Tumor-associated macrophages (TAMs) are pivotal effector cells in angiogenesis. Here, we tested whether CYP4X1 inhibition in TAMs by flavonoid CH625 prolongs survival and normalizes glioma vasculature. CH625 was selected against the CYP4X1 3D model by virtual screening and showed inhibitory activity on the CYP4X1 catalytic production of 14,15-EET-EA in the M2-polarized human peripheral blood mononuclear cells (IC₅₀ = 16.5 μM). CH625 improved survival and reduced tumor burden in the C6 and GL261 glioma intracranial and subcutaneous model. In addition, CH625 normalized vasculature (evidenced by a decrease in microvessel density and HIF-1α expression and an increase in tumor perfusion, pericyte coverage, and efficacy of temozolomide therapy) accompanied with the decreased secretion of 14,15-EET-EA, VEGF, and TGF-β in the TAMs. Furthermore, CH625 attenuated vascular abnormalization and immunosuppression induced by coimplantation of GL261 cells with CYP4X1^high macrophages.
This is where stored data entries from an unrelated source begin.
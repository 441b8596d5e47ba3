//! Single equations `lhs = rhs`
//!
//! The equation is solved for the alphabetically first free variable; any
//! other symbols are parameters. The linear path reads the root off the
//! coefficients, the nonlinear path goes through the general solver.

use serde_json::Value;

use super::{AnalysisResult, Fields, latex_all, sorted_variables};
use crate::config::SolveLimits;
use crate::error::SolveError;
use crate::eval::is_real_constant;
use crate::parser::parse_with_limits;
use crate::poly::coefficients;
use crate::simplification::simplify;
use crate::solve::{Budget, solve_for};
use crate::{Expr, Symbol};

const PARSE_PHASE: &str = "Equation parse error";
const SOLVE_PHASE: &str = "Equation solve error";

#[derive(Clone, Copy, PartialEq, Eq)]
enum Path {
    Linear,
    Nonlinear,
}

/// Both sides of a string holding exactly one `=`.
pub(crate) fn split_equation(
    expr_str: &str,
    limits: &SolveLimits,
) -> Result<(Expr, Expr), SolveError> {
    let parts: Vec<&str> = expr_str.split('=').collect();
    let [lhs, rhs] = parts.as_slice() else {
        if parts.len() == 1 {
            return Err(SolveError::NotAnEquation);
        }
        return Err(SolveError::MalformedEquation(format!(
            "expected exactly one '=' in '{}'",
            expr_str.trim()
        )));
    };
    if lhs.trim().is_empty() || rhs.trim().is_empty() {
        return Err(SolveError::MalformedEquation(
            "both sides of '=' must be present".into(),
        ));
    }
    Ok((
        parse_with_limits(lhs.trim(), limits)?,
        parse_with_limits(rhs.trim(), limits)?,
    ))
}

fn linear_roots(zero: &Expr, var: &Symbol, budget: &mut Budget) -> Result<Vec<Expr>, SolveError> {
    budget.tick()?;
    match coefficients(zero, var).as_deref() {
        Some([c0, c1]) => {
            let c1 = simplify(c1);
            if c1.is_zero() {
                return Ok(Vec::new());
            }
            Ok(vec![simplify(&Expr::negate(Expr::div_expr(c0.clone(), c1)))])
        }
        _ => {
            tracing::debug!(equation = %zero, "not linear in {}, using the general solver", var);
            solve_for(zero, var, budget)
        }
    }
}

fn solve(expr_str: &str, limits: &SolveLimits, path: Path) -> AnalysisResult {
    let (lhs, rhs) = match split_equation(expr_str, limits) {
        Ok(sides) => sides,
        Err(SolveError::NotAnEquation) => {
            return AnalysisResult::Error(SolveError::NotAnEquation.to_string());
        }
        Err(e @ SolveError::MalformedEquation(_)) => return AnalysisResult::Error(e.to_string()),
        Err(e) => return AnalysisResult::failed(PARSE_PHASE, e),
    };

    let zero = simplify(&Expr::sub_expr(lhs.clone(), rhs.clone()));
    let var = sorted_variables(&zero).into_iter().next();
    let mut budget = Budget::new(*limits);
    let roots = match &var {
        None => Ok(Vec::new()),
        Some(v) => match path {
            Path::Linear => linear_roots(&zero, v, &mut budget),
            Path::Nonlinear => solve_for(&zero, v, &mut budget),
        },
    };
    let roots = match roots {
        Ok(roots) => roots,
        Err(e) => return AnalysisResult::failed(SOLVE_PHASE, e),
    };

    let mut fields = Fields::new();
    fields.insert("equation".into(), Expr::equation(lhs, rhs).to_latex().into());
    fields.insert(
        "variable".into(),
        var.map_or(Value::Null, |v| v.name().into()),
    );
    fields.insert("number_of_solution".into(), roots.len().into());
    fields.insert("solution".into(), latex_all(&roots).into());
    fields.insert(
        "all_roots_real".into(),
        roots.iter().all(is_real_constant).into(),
    );
    fields.insert(
        "all_roots_complex".into(),
        roots.iter().all(Expr::has_imaginary).into(),
    );
    fields.insert(
        "method".into(),
        match path {
            Path::Linear => "linear",
            Path::Nonlinear => "nonlinear",
        }
        .into(),
    );
    AnalysisResult::Ok(fields)
}

/// Solve an equation the linearity detector judged linear.
pub fn solve_linear_equation(expr_str: &str, limits: &SolveLimits) -> AnalysisResult {
    solve(expr_str, limits, Path::Linear)
}

/// Solve an equation through the general univariate solver.
///
/// # Example
/// ```
/// use symb_solve::analysis::solve_nonlinear_equation;
/// use symb_solve::config::SolveLimits;
///
/// let out = solve_nonlinear_equation("x**2 - 4 = 0", &SolveLimits::default());
/// assert_eq!(out.get("number_of_solution"), Some(&2.into()));
/// ```
pub fn solve_nonlinear_equation(expr_str: &str, limits: &SolveLimits) -> AnalysisResult {
    solve(expr_str, limits, Path::Nonlinear)
}

#[cfg(test)]
#[allow(clippy::unwrap_used, reason = "Standard test relaxations")]
mod tests {
    use super::*;
    use serde_json::json;

    fn limits() -> SolveLimits {
        SolveLimits::default()
    }

    #[test]
    fn test_quadratic_scenario() {
        let out = solve_nonlinear_equation("x**2 - 4 = 0", &limits());
        assert_eq!(out.get("solution"), Some(&json!(["-2", "2"])));
        assert_eq!(out.get("number_of_solution"), Some(&json!(2)));
        assert_eq!(out.get("all_roots_real"), Some(&json!(true)));
        assert_eq!(out.get("all_roots_complex"), Some(&json!(false)));
        assert_eq!(out.get_str("equation"), Some("x^{2} - 4 = 0"));
        assert_eq!(out.get_str("variable"), Some("x"));
    }

    #[test]
    fn test_linear_path() {
        let out = solve_linear_equation("2*x + 3 = 7", &limits());
        assert_eq!(out.get("solution"), Some(&json!(["2"])));
        assert_eq!(out.get_str("method"), Some("linear"));
        let out = solve_linear_equation("a*x = 1", &limits());
        assert_eq!(out.get_str("variable"), Some("a"));
        assert_eq!(out.get("number_of_solution"), Some(&json!(1)));
    }

    #[test]
    fn test_complex_roots() {
        let out = solve_nonlinear_equation("x**2 + 1 = 0", &limits());
        assert_eq!(out.get("number_of_solution"), Some(&json!(2)));
        assert_eq!(out.get("all_roots_real"), Some(&json!(false)));
        assert_eq!(out.get("all_roots_complex"), Some(&json!(true)));
    }

    #[test]
    fn test_not_an_equation() {
        let out = solve_linear_equation("x**2 - 4", &limits());
        assert_eq!(out, AnalysisResult::Error("Not an equation".into()));
        let out = solve_nonlinear_equation("x = 1 = 2", &limits());
        assert!(out.error_message().unwrap().starts_with("Malformed equation"));
    }

    #[test]
    fn test_failures_name_the_phase() {
        let out = solve_nonlinear_equation("x = (", &limits());
        assert!(out.error_message().unwrap().starts_with("Equation parse error: "));
        let out = solve_nonlinear_equation("x = cos(x)", &limits());
        assert!(out.error_message().unwrap().starts_with("Equation solve error: "));
    }

    #[test]
    fn test_identity_and_contradiction() {
        let out = solve_nonlinear_equation("x + 1 = x + 1", &limits());
        assert_eq!(out.get("number_of_solution"), Some(&json!(0)));
        assert_eq!(out.get("variable"), Some(&Value::Null));
    }
}
//! Rational functions with rational coefficients
//!
//! After polynomial division the proper part is split over the rational
//! roots of the denominator. What is left must be a quadratic without
//! rational roots, handled by completing the square.

use num_traits::{One, Zero};

use crate::error::SolveError;
use crate::number::Rational;
use crate::poly::UniPoly;
use crate::simplification::numer_denom;
use crate::{Expr, Symbol};

/// Antiderivative of `f` if it is a quotient of polynomials in `x` with a
/// nonconstant denominator, `Ok(None)` if it is not of that shape.
///
/// # Errors
/// `NotIntegrable` when the denominator has an irreducible factor of
/// degree three or more, or repeated roots next to other factors.
pub(super) fn integrate_rational(f: &Expr, x: &Symbol) -> Result<Option<Expr>, SolveError> {
    let (n, d) = numer_denom(f);
    if d.is_free_of(x) {
        return Ok(None);
    }
    let (Some(num), Some(den)) = (UniPoly::from_expr(&n, x), UniPoly::from_expr(&d, x)) else {
        return Ok(None);
    };
    if den.degree() == 0 {
        return Ok(None);
    }
    let Some((quot, rem)) = num.divrem(&den) else {
        return Ok(None);
    };

    let mut parts = vec![integrate_polynomial(&quot, x)];
    if !rem.is_zero() {
        parts.push(proper_fraction(&rem, &den, x).map_err(|e| match e {
            SolveError::NotIntegrable(_) => SolveError::NotIntegrable(f.to_string()),
            other => other,
        })?);
    }
    Ok(Some(Expr::sum(parts)))
}

fn integrate_polynomial(p: &UniPoly, x: &Symbol) -> Expr {
    let mut coeffs = vec![Rational::zero()];
    for (k, c) in p.coeffs().iter().enumerate() {
        let next = c
            .checked_div(&Rational::from_i64(k as i64 + 1))
            .unwrap_or_default();
        coeffs.push(next);
    }
    UniPoly::new(coeffs).to_expr(x)
}

fn x_minus(x: &Symbol, a: &Rational) -> Expr {
    UniPoly::linear_factor(a).to_expr(x)
}

fn log(arg: Expr) -> Expr {
    Expr::func1("log", arg)
}

fn refuse() -> SolveError {
    SolveError::NotIntegrable(String::new())
}

/// `∫ r/d` with `deg r < deg d`.
fn proper_fraction(r: &UniPoly, d: &UniPoly, x: &Symbol) -> Result<Expr, SolveError> {
    let inv = d.leading().checked_recip().ok_or_else(refuse)?;
    let (r, d) = (r.scale(&inv), d.scale(&inv));
    let (roots, rest) = d.extract_rational_roots();

    if roots.len() + rest.degree() != d.degree() {
        // Repeated roots: only a single one filling the whole denominator
        return match roots.as_slice() {
            [a] if rest.degree() == 0 => Ok(repeated_root(&r, a, d.degree(), x)),
            _ => Err(refuse()),
        };
    }

    let dprime = d.derivative();
    let mut parts = Vec::with_capacity(roots.len() + 1);
    let mut leftover = r.clone();
    for a in &roots {
        let residue = r
            .eval(a)
            .checked_div(&dprime.eval(a))
            .ok_or_else(refuse)?;
        if residue.is_zero() {
            continue;
        }
        let cofactor = d.deflate(a);
        leftover = leftover.sub(&cofactor.scale(&residue));
        parts.push(Expr::product(vec![
            Expr::rational(residue),
            log(x_minus(x, a)),
        ]));
    }

    match rest.degree() {
        0 => {}
        2 => {
            let linear = roots
                .iter()
                .fold(UniPoly::constant(Rational::one()), |acc, a| {
                    acc.mul(&UniPoly::linear_factor(a))
                });
            let (s, _) = leftover.divrem(&linear).ok_or_else(refuse)?;
            parts.push(irreducible_quadratic(&s, &rest, x));
        }
        _ => return Err(refuse()),
    }
    Ok(Expr::sum(parts))
}

/// `∫ r/(x - a)**m` through the Taylor expansion of `r` at `a`.
fn repeated_root(r: &UniPoly, a: &Rational, m: usize, x: &Symbol) -> Expr {
    let mut parts = Vec::new();
    let mut deriv = r.clone();
    let mut factorial = Rational::one();
    for k in 0..=r.degree() {
        if k > 0 {
            factorial = &factorial * &Rational::from_i64(k as i64);
        }
        let coeff = deriv.eval(a).checked_div(&factorial).unwrap_or_default();
        deriv = deriv.derivative();
        if coeff.is_zero() {
            continue;
        }
        // (x - a)**(k - m), with k < m
        let e = k as i64 - m as i64;
        let term = if e == -1 {
            log(x_minus(x, a))
        } else {
            Expr::div_expr(
                Expr::pow(x_minus(x, a), Expr::integer(e + 1)),
                Expr::integer(e + 1),
            )
        };
        parts.push(Expr::product(vec![Expr::rational(coeff), term]));
    }
    Expr::sum(parts)
}

/// `∫ (p*x + s)/(x**2 + b*x + c)` for a monic quadratic without rational
/// roots.
fn irreducible_quadratic(num: &UniPoly, quad: &UniPoly, x: &Symbol) -> Expr {
    let coeff = |p: &UniPoly, k: usize| p.coeffs().get(k).cloned().unwrap_or_default();
    let (s, p) = (coeff(num, 0), coeff(num, 1));
    let (c, b) = (coeff(quad, 0), coeff(quad, 1));
    let half = Rational::frac(1, 2).unwrap_or_default();
    let h = &b * &half;

    let mut parts = Vec::with_capacity(2);
    if !p.is_zero() {
        parts.push(Expr::product(vec![
            Expr::rational(&p * &half),
            log(quad.to_expr(x)),
        ]));
    }
    // what remains is k/((x + h)**2 + c - h**2)
    let k = &s - &(&p * &h);
    if k.is_zero() {
        return Expr::sum(parts);
    }
    let shifted = Expr::sum(vec![x.to_expr(), Expr::rational(h.clone())]);
    let w2 = &c - &(&h * &h);
    if w2.is_positive() {
        let w = Expr::sqrt(Expr::rational(w2));
        parts.push(Expr::product(vec![
            Expr::div_expr(Expr::rational(k), w.clone()),
            Expr::func1("atan", Expr::div_expr(shifted, w)),
        ]));
    } else {
        // real irrational roots -h ± v
        let v = Expr::sqrt(Expr::rational(-w2));
        let at = |sign: i64| {
            Expr::sum(vec![
                shifted.clone(),
                Expr::product(vec![Expr::integer(sign), v.clone()]),
            ])
        };
        parts.push(Expr::product(vec![
            Expr::div_expr(Expr::rational(k), Expr::product(vec![Expr::integer(2), v.clone()])),
            Expr::sub_expr(log(at(-1)), log(at(1))),
        ]));
    }
    Expr::sum(parts)
}

#[cfg(test)]
#[allow(clippy::unwrap_used, reason = "Standard test relaxations")]
mod tests {
    use super::*;
    use crate::simplification::{cancel, simplify};
    use crate::{parse, sym};

    fn integral(f: &str) -> Expr {
        integrate_rational(&parse(f).unwrap(), &sym("x")).unwrap().unwrap()
    }

    fn check_derivative(f: &str) {
        let x = sym("x");
        let r = integral(f);
        let back = simplify(&cancel(&Expr::sub_expr(r.diff(&x), parse(f).unwrap())));
        assert!(back.is_zero(), "d/dx of {} gave {}", r, back);
    }

    #[test]
    fn test_not_rational() {
        let x = sym("x");
        assert!(integrate_rational(&parse("x**2 + 1").unwrap(), &x).unwrap().is_none());
        assert!(integrate_rational(&parse("1/(x + sin(x))").unwrap(), &x).unwrap().is_none());
    }

    #[test]
    fn test_simple_roots() {
        assert_eq!(integral("1/(x - 2)"), parse("log(x - 2)").unwrap());
        check_derivative("1/(x**2 - 1)");
        check_derivative("(2*x + 3)/(x**3 - x)");
    }

    #[test]
    fn test_division_first() {
        check_derivative("x**3/(x**2 - 1)");
        check_derivative("(x**2 + 1)/(x + 1)");
    }

    #[test]
    fn test_repeated_root() {
        assert_eq!(integral("1/(x - 1)**2"), parse("-1/(x - 1)").unwrap());
        check_derivative("x/(x + 2)**3");
    }

    #[test]
    fn test_irreducible_quadratic() {
        assert_eq!(integral("1/(x**2 + 1)"), parse("atan(x)").unwrap());
        check_derivative("x/(x**2 + 1)");
        check_derivative("1/(x**2 + 2*x + 5)");
        check_derivative("1/((x - 1)*(x**2 + 1))");
    }

    #[test]
    fn test_irrational_roots() {
        check_derivative("1/(x**2 - 2)");
    }

    #[test]
    fn test_cubic_irreducible_refused() {
        let err = integrate_rational(&parse("1/(x**3 - 2)").unwrap(), &sym("x"));
        assert!(matches!(err, Err(SolveError::NotIntegrable(_))));
    }
}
In vitro TAM polarization away from the M2 phenotype by CH625 inhibited proliferation and migration of endothelial cells, enhanced pericyte migration and T cell proliferation, and decreased VEGF and TGF-β production accompanied with the downregulation of CB2 and EGFR-dependent downstream STAT3 expression. These effects were reversed by overexpression of CYP4X1 and STAT3 or exogenous addition of 14,15-EET-EA, VEGF, TGF-β, EGF, and CB2 inhibitor AM630. These results suggest that CYP4X1 inhibition in TAMs by CH625 prolongs survival and normalizes tumor vasculature in glioma via CB2 and EGFR-STAT3 axis and may serve as a novel therapeutic strategy for human glioma.